Copy out each line below containing "SIGTERM".

Material provided Block Start

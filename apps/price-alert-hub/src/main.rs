//! Price Alert Hub Binary
//!
//! Starts the subscription multiplexer and alert engine.
//!
//! # Usage
//!
//! ```bash
//! cargo run --bin price-alert-hub
//! ```
//!
//! # Environment Variables
//!
//! - `ALERT_HUB_WS_PORT`: Client WebSocket port (default: 5000)
//! - `ALERT_HUB_HEALTH_PORT`: Health check HTTP port (default: 8083)
//! - `ALERT_HUB_DATABASE_URL`: SQLite URL, or `memory` (default: sqlite://price_alerts.db)
//! - `ALERT_HUB_FEED`: simulated | websocket (default: simulated)
//! - `ALERT_HUB_FEED_URL`: Upstream URL for the websocket feed
//! - `ALERT_HUB_SIM_INTERVAL_MS`: Simulated tick interval (default: 1000)
//! - `ALERT_HUB_CLIENT_QUEUE`: Per-client queued tick limit (default: 1024)
//! - `ALERT_HUB_FEED_BUFFER`: Per-feed tick buffer (default: 256)
//! - `ALERT_HUB_TRIGGER_LOG_LIMIT`: Trigger logs sent on connect (default: 50)
//! - `OTEL_ENABLED`: Enable OpenTelemetry (default: true)
//! - `OTEL_EXPORTER_OTLP_ENDPOINT`: OTLP endpoint (default: <http://localhost:4317>)
//! - `RUST_LOG`: Log level (default: info)

use std::sync::Arc;
use std::time::Duration;

use price_alert_hub::application::ports::{
    Clock, PersistenceStore, PriceFeedProvider, SystemClock, TickSink,
};
use price_alert_hub::application::services::{
    AlertEngine, Broadcaster, ClientGateway, ConnectionRegistry, FeedMultiplexer,
};
use price_alert_hub::domain::subscription::InterestTable;
use price_alert_hub::infrastructure::feed::{
    SimulatedFeedConfig, SimulatedFeedProvider, WebSocketFeedConfig, WebSocketFeedProvider,
};
use price_alert_hub::infrastructure::health::{HealthServer, HealthServerState};
use price_alert_hub::infrastructure::persistence::{InMemoryStore, SqliteStore};
use price_alert_hub::infrastructure::telemetry;
use price_alert_hub::infrastructure::ws::{WsServer, WsState};
use price_alert_hub::{FeedKind, HubConfig, StoreKind, init_metrics};
use tokio::signal;
use tokio_util::sync::CancellationToken;

/// Graceful shutdown timeout.
const SHUTDOWN_TIMEOUT: Duration = Duration::from_secs(10);

#[tokio::main]
async fn main() -> Result<(), Box<dyn std::error::Error>> {
    #[allow(clippy::expect_used)]
    rustls::crypto::ring::default_provider()
        .install_default()
        .expect("Failed to install rustls crypto provider");

    load_dotenv();

    let _telemetry_guard = telemetry::init();

    tracing::info!("Starting Price Alert Hub");

    if let Err(e) = init_metrics() {
        tracing::warn!(error = %e, "Prometheus recorder not installed");
    }

    let config = HubConfig::from_env()?;
    log_config(&config);

    let shutdown_token = CancellationToken::new();

    let store: Arc<dyn PersistenceStore> = match &config.store {
        StoreKind::Memory => Arc::new(InMemoryStore::new()),
        StoreKind::Sqlite(url) => Arc::new(SqliteStore::connect(url).await?),
    };
    let clock: Arc<dyn Clock> = Arc::new(SystemClock);
    let provider = build_provider(&config);

    // Sinks see every tick: the broadcaster fans it out, the engine evaluates alerts
    let interest = Arc::new(InterestTable::new());
    let broadcaster = Arc::new(Broadcaster::new(Arc::clone(&interest)));
    let engine = Arc::new(AlertEngine::new(
        Arc::clone(&store),
        Arc::clone(&clock),
        Arc::clone(&broadcaster),
    ));
    let multiplexer = FeedMultiplexer::new(
        provider,
        vec![
            Arc::clone(&broadcaster) as Arc<dyn TickSink>,
            Arc::clone(&engine) as Arc<dyn TickSink>,
        ],
    );
    let registry = Arc::new(ConnectionRegistry::new(interest, multiplexer.clone()));
    let gateway = Arc::new(
        ClientGateway::new(
            registry,
            Arc::clone(&broadcaster),
            engine,
            multiplexer.clone(),
            Arc::clone(&store),
            clock,
        )
        .with_trigger_log_limit(config.client.trigger_log_limit),
    );

    let health_state = Arc::new(HealthServerState::new(
        env!("CARGO_PKG_VERSION").to_string(),
        multiplexer.clone(),
        broadcaster,
        store,
    ));
    let health_server = HealthServer::new(
        config.server.health_port,
        health_state,
        shutdown_token.clone(),
    );
    tokio::spawn(async move {
        if let Err(e) = health_server.run().await {
            tracing::error!(error = %e, "Health server error");
        }
    });

    let ws_state = Arc::new(WsState::new(
        gateway,
        config.client.queue_capacity,
        shutdown_token.clone(),
    ));
    let ws_server = WsServer::new(config.server.ws_port, ws_state);
    let ws_task = tokio::spawn(async move {
        if let Err(e) = ws_server.run().await {
            tracing::error!(error = %e, "WebSocket server error");
        }
    });

    tracing::info!("Price alert hub ready");

    await_shutdown(shutdown_token).await;

    if tokio::time::timeout(SHUTDOWN_TIMEOUT, ws_task).await.is_err() {
        tracing::warn!("WebSocket server did not stop in time");
    }
    multiplexer.shutdown().await;

    tracing::info!("Price alert hub stopped");
    Ok(())
}

fn build_provider(config: &HubConfig) -> Arc<dyn PriceFeedProvider> {
    match config.feed.kind {
        FeedKind::Simulated => Arc::new(SimulatedFeedProvider::new(SimulatedFeedConfig {
            interval: config.feed.sim_interval,
            buffer: config.feed.buffer,
            ..SimulatedFeedConfig::default()
        })),
        FeedKind::WebSocket => Arc::new(WebSocketFeedProvider::new(WebSocketFeedConfig {
            url: config.feed.url.clone(),
            buffer: config.feed.buffer,
        })),
    }
}

/// Load .env file from current or ancestor directories.
fn load_dotenv() {
    if dotenvy::dotenv().is_ok() {
        return;
    }

    if let Ok(cwd) = std::env::current_dir() {
        let mut dir = cwd.as_path();
        while let Some(parent) = dir.parent() {
            let env_path = parent.join(".env");
            if env_path.exists() {
                let _ = dotenvy::from_path(&env_path);
                return;
            }
            dir = parent;
        }
    }
}

/// Log the parsed configuration.
fn log_config(config: &HubConfig) {
    let store = match &config.store {
        StoreKind::Memory => "memory",
        StoreKind::Sqlite(_) => "sqlite",
    };
    tracing::info!(
        ws_port = config.server.ws_port,
        health_port = config.server.health_port,
        feed = config.feed.kind.as_str(),
        store,
        client_queue = config.client.queue_capacity,
        "Configuration loaded"
    );
    tracing::debug!(
        feed_url = %config.feed.url,
        sim_interval_ms = config.feed.sim_interval.as_millis(),
        feed_buffer = config.feed.buffer,
        trigger_log_limit = config.client.trigger_log_limit,
        "Feed settings"
    );
}

/// Wait for shutdown signal (SIGTERM or SIGINT).
#[allow(clippy::expect_used)]
async fn await_shutdown(shutdown_token: CancellationToken) {
    let ctrl_c = async {
        signal::ctrl_c()
            .await
            .expect("signal handler installation is critical for graceful shutdown");
    };

    #[cfg(unix)]
    let terminate = async {
        signal::unix::signal(signal::unix::SignalKind::terminate())
            .expect("SIGTERM handler installation is critical for graceful shutdown")
            .recv()
            .await;
    };

    #[cfg(not(unix))]
    let terminate = std::future::pending::<()>();

    tokio::select! {
        () = ctrl_c => {
            tracing::info!("Received Ctrl+C, initiating shutdown");
        }
        () = terminate => {
            tracing::info!("Received SIGTERM, initiating shutdown");
        }
    }

    shutdown_token.cancel();

    tracing::info!(
        timeout_secs = SHUTDOWN_TIMEOUT.as_secs(),
        "Graceful shutdown started"
    );
}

Material provided Block End

[Task solution]:
/// Wait for shutdown signal (SIGTERM or SIGINT).
            .expect("SIGTERM handler installation is critical for graceful shutdown")
            tracing::info!("Received SIGTERM, initiating shutdown");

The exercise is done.